• **Assignment**
From the entries, copy out every line in which the word "sink" is found.

Task inputs Start Marker

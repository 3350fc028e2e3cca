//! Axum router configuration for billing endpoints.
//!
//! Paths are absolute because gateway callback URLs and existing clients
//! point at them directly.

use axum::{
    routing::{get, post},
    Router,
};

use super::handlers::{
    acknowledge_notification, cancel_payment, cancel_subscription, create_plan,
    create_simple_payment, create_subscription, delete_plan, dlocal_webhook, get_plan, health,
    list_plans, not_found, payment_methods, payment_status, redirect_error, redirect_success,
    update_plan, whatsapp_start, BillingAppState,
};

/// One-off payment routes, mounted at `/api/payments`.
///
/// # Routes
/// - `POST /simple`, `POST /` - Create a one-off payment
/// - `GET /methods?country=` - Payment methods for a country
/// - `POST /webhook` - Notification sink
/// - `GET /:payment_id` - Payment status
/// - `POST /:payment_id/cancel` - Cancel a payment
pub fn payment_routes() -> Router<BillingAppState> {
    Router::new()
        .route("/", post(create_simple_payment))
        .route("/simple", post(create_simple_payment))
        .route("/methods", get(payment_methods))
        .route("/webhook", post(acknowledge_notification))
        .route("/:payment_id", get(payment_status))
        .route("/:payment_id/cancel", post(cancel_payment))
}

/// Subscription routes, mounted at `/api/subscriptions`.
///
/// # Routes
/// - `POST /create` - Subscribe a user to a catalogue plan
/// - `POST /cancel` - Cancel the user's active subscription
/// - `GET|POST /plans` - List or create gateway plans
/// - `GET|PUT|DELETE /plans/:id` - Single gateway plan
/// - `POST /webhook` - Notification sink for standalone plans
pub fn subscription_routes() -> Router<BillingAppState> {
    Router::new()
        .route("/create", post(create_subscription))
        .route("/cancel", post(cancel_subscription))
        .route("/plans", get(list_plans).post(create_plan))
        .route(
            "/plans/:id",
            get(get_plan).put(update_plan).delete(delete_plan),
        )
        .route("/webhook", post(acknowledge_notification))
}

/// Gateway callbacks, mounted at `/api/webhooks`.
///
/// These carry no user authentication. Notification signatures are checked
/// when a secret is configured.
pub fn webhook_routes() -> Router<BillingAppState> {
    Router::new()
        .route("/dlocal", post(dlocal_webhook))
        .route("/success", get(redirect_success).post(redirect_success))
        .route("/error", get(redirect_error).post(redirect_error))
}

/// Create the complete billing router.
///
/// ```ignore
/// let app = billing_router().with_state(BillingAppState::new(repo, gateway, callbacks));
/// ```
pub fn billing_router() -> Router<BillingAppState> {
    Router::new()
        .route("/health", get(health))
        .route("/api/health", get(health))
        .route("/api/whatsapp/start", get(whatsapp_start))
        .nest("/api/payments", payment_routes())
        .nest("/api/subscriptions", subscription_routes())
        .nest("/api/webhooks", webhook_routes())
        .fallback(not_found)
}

Task inputs End Marker

• **Solution to this task**
/// - `POST /webhook` - Notification sink
/// - `POST /webhook` - Notification sink for standalone plans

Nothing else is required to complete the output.